_Goal of the exercise:_ Copy out all lines bearing the word "brief" from the listing below.

((

//! Order Errors

use salvo::http::StatusError;
use tracing::error;

use threadline_app::domain::orders::OrdersServiceError;

pub(crate) const INVALID_REQUEST: &str = "Invalid request";
pub(crate) const ORDER_NOT_FOUND: &str = "Order not found";
pub(crate) const ORDER_ID_REQUIRED: &str = "Order ID is required";

/// Shared by update and delete so a foreign order is indistinguishable from a missing one.
pub(crate) const NOT_FOUND_OR_UNAUTHORIZED: &str = "Order not found or unauthorized";

pub(crate) fn invalid_request() -> StatusError {
    StatusError::bad_request().brief(INVALID_REQUEST)
}

pub(crate) fn into_status_error(error: OrdersServiceError) -> StatusError {
    match error {
        OrdersServiceError::NotFound => StatusError::not_found().brief(ORDER_NOT_FOUND),
        OrdersServiceError::Validation(_)
        | OrdersServiceError::InvalidQuantity(_)
        | OrdersServiceError::MissingRequiredData
        | OrdersServiceError::InvalidData => invalid_request(),
        OrdersServiceError::AlreadyExists => StatusError::conflict().brief("Order already exists"),
        OrdersServiceError::InvalidReference => {
            error!("authenticated user has no user record");

            StatusError::internal_server_error()
        }
        OrdersServiceError::Sql(source) => {
            error!("order storage failed: {source}");

            StatusError::internal_server_error()
        }
    }
}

))

_Task output:_
    StatusError::bad_request().brief(INVALID_REQUEST)
        OrdersServiceError::NotFound => StatusError::not_found().brief(ORDER_NOT_FOUND),
        OrdersServiceError::AlreadyExists => StatusError::conflict().brief("Order already exists"),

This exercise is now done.